Which famous artists’ house in Amsterdam has been converted to an art museum?
For an unforgettable glimpse into history, Rembrandt House is a must-visit. Home to the famous 17th century Dutch artist in 1672, it was converted into a museum in 1911 in order to preserve both his work and example of 17th century Dutch architecture.
Amsterdam’s street art scene is vibrant, offering visitors a range of ways to discover it – from squatting buildings to STRAAT, the largest street art museum worldwide. Situated at NDSM Wharf, STRAAT houses an expansive collection of large-scale murals created by international street artists.
No matter the style you prefer, Amsterdam’s parks are packed with captivating artwork that will keep visitors coming back for more! In Rembrandtpark, giant puppies peer over the bridge on Postjesweg while in Erasmuspark visitors are sure to delight in a marble polar bear sculpture.
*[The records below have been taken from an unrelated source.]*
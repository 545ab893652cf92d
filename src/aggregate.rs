// Shared noise-filtering and grouping policy, invoked by format decoders
// that receive more than one sample. Never fails; empty output is valid.

use std::collections::{BTreeMap, HashMap};

use crate::models::{AggregatedGroup, GroupKey, RawSample};

/// Records with a duration below this fraction of their group's mean are dropped.
pub const DURATION_RATIO_FLOOR: f64 = 0.8;

/// Records with an absolute duration z-score at or above this are dropped.
pub const ZSCORE_LIMIT: f64 = 3.0;

/// Full pipeline: duration-ratio filter, z-score outlier filter, then group
/// by (date, hour, application) and average. A single sample skips filtering
/// and passes through with integer-cast fields.
pub fn filter_and_group(samples: &[RawSample]) -> Vec<AggregatedGroup> {
    match samples {
        [] => Vec::new(),
        [only] => vec![AggregatedGroup::pass_through(only)],
        _ => {
            let survivors = duration_ratio_filter(samples);
            let survivors = zscore_filter(survivors);
            group_and_average(&survivors)
        }
    }
}

/// Drops samples whose duration is below `DURATION_RATIO_FLOOR` of the mean
/// duration of their (date, hour, application) group.
pub fn duration_ratio_filter(samples: &[RawSample]) -> Vec<RawSample> {
    let mut sums: HashMap<GroupKey, (f64, usize)> = HashMap::new();
    for s in samples {
        let e = sums.entry(s.group_key()).or_insert((0.0, 0));
        e.0 += s.duration_seconds;
        e.1 += 1;
    }
    samples
        .iter()
        .filter(|s| {
            let (sum, count) = sums[&s.group_key()];
            s.duration_seconds >= DURATION_RATIO_FLOOR * (sum / count as f64)
        })
        .cloned()
        .collect()
}

/// Drops samples with |z| >= `ZSCORE_LIMIT` over `duration_seconds`,
/// using the population standard deviation. A no-op for fewer than two
/// samples or zero deviation (guards division by zero / NaN propagation).
pub fn zscore_filter(samples: Vec<RawSample>) -> Vec<RawSample> {
    if samples.len() < 2 {
        return samples;
    }
    let n = samples.len() as f64;
    let mean = samples.iter().map(|s| s.duration_seconds).sum::<f64>() / n;
    let variance = samples
        .iter()
        .map(|s| (s.duration_seconds - mean).powi(2))
        .sum::<f64>()
        / n;
    let std_dev = variance.sqrt();
    if std_dev == 0.0 {
        return samples;
    }
    samples
        .into_iter()
        .filter(|s| ((s.duration_seconds - mean) / std_dev).abs() < ZSCORE_LIMIT)
        .collect()
}

/// Groups by (date, hour, application) and takes the rounded arithmetic mean
/// of each numeric column. Output is sorted ascending by the group key.
pub fn group_and_average(samples: &[RawSample]) -> Vec<AggregatedGroup> {
    let mut by_key: BTreeMap<GroupKey, Vec<&RawSample>> = BTreeMap::new();
    for s in samples {
        by_key.entry(s.group_key()).or_default().push(s);
    }

    by_key
        .into_iter()
        .map(|((date, hour_bucket, application), members)| {
            let mean = |f: &dyn Fn(&RawSample) -> f64| -> i64 {
                mean_f64(&members.iter().map(|s| f(s)).collect::<Vec<_>>()).round() as i64
            };
            AggregatedGroup {
                date,
                hour_bucket,
                application,
                frame_count: mean(&|s| s.frame_count as f64),
                duration_seconds: mean(&|s| s.duration_seconds),
                avg_fps: mean(&|s| s.avg_fps),
                min_fps: mean(&|s| s.min_fps),
                max_fps: mean(&|s| s.max_fps),
                low_1_percent_fps: mean(&|s| s.low_1_percent_fps),
                low_01_percent_fps: mean(&|s| s.low_01_percent_fps),
            }
        })
        .collect()
}

fn mean_f64(v: &[f64]) -> f64 {
    if v.is_empty() {
        return 0.0;
    }
    v.iter().sum::<f64>() / (v.len() as f64)
}
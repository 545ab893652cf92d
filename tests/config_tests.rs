// Config parsing and validation tests

use benchreport::config::AppConfig;

#[test]
fn full_config_parses() {
    let config = AppConfig::load_from_str(
        r#"
        [session]
        quiet_window_secs = 15

        [limits]
        max_file_bytes = 1048576
        flush_channel_capacity = 4
        "#,
    )
    .unwrap();
    assert_eq!(config.session.quiet_window_secs, 15);
    assert_eq!(config.limits.max_file_bytes, 1_048_576);
    assert_eq!(config.limits.flush_channel_capacity, 4);
}

#[test]
fn omitted_values_fall_back_to_defaults() {
    let config = AppConfig::load_from_str("[session]\n[limits]\n").unwrap();
    assert_eq!(config.session.quiet_window_secs, 10);
    assert_eq!(config.limits.max_file_bytes, 50 * 1024 * 1024);
    assert_eq!(config.limits.flush_channel_capacity, 16);
}

#[test]
fn zero_quiet_window_is_rejected() {
    let err = AppConfig::load_from_str("[session]\nquiet_window_secs = 0\n[limits]\n")
        .unwrap_err()
        .to_string();
    assert!(err.contains("quiet_window_secs"));
}

#[test]
fn zero_max_file_bytes_is_rejected() {
    let err = AppConfig::load_from_str("[session]\n[limits]\nmax_file_bytes = 0\n")
        .unwrap_err()
        .to_string();
    assert!(err.contains("max_file_bytes"));
}

#[test]
fn zero_flush_channel_capacity_is_rejected() {
    let err = AppConfig::load_from_str("[session]\n[limits]\nflush_channel_capacity = 0\n")
        .unwrap_err()
        .to_string();
    assert!(err.contains("flush_channel_capacity"));
}

#[test]
fn malformed_toml_is_an_error() {
    assert!(AppConfig::load_from_str("not toml at all [").is_err());
}

#[test]
fn load_reads_the_path_named_by_the_environment() {
    let dir = tempfile::tempdir().unwrap();
    let path = dir.path().join("config.toml");
    std::fs::write(&path, "[session]\nquiet_window_secs = 3\n[limits]\n").unwrap();
    // SAFETY: no other thread in this process reads CONFIG_FILE.
    unsafe { std::env::set_var("CONFIG_FILE", &path) };
    let config = AppConfig::load().unwrap();
    unsafe { std::env::remove_var("CONFIG_FILE") };
    assert_eq!(config.session.quiet_window_secs, 3);
}
mod datetime;
pub use datetime::{CalDateTime, CalDateTimeError};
Another popular sight is Jean-Michel Othoniel’s AIDS monument Living by Numbers, designed as a tribute to those affected by the disease and featuring an abacus made with hand-blown glass beads.
In the city centre, there are a range of exhibition spaces offering cutting-edge artwork from international artists. Punt WG showcases multidisciplinary art exhibitions both as part of curatorial programs and as short solo shows by individual creators; PS is another experimental space that explores sociopolitical topics through experimental art practices.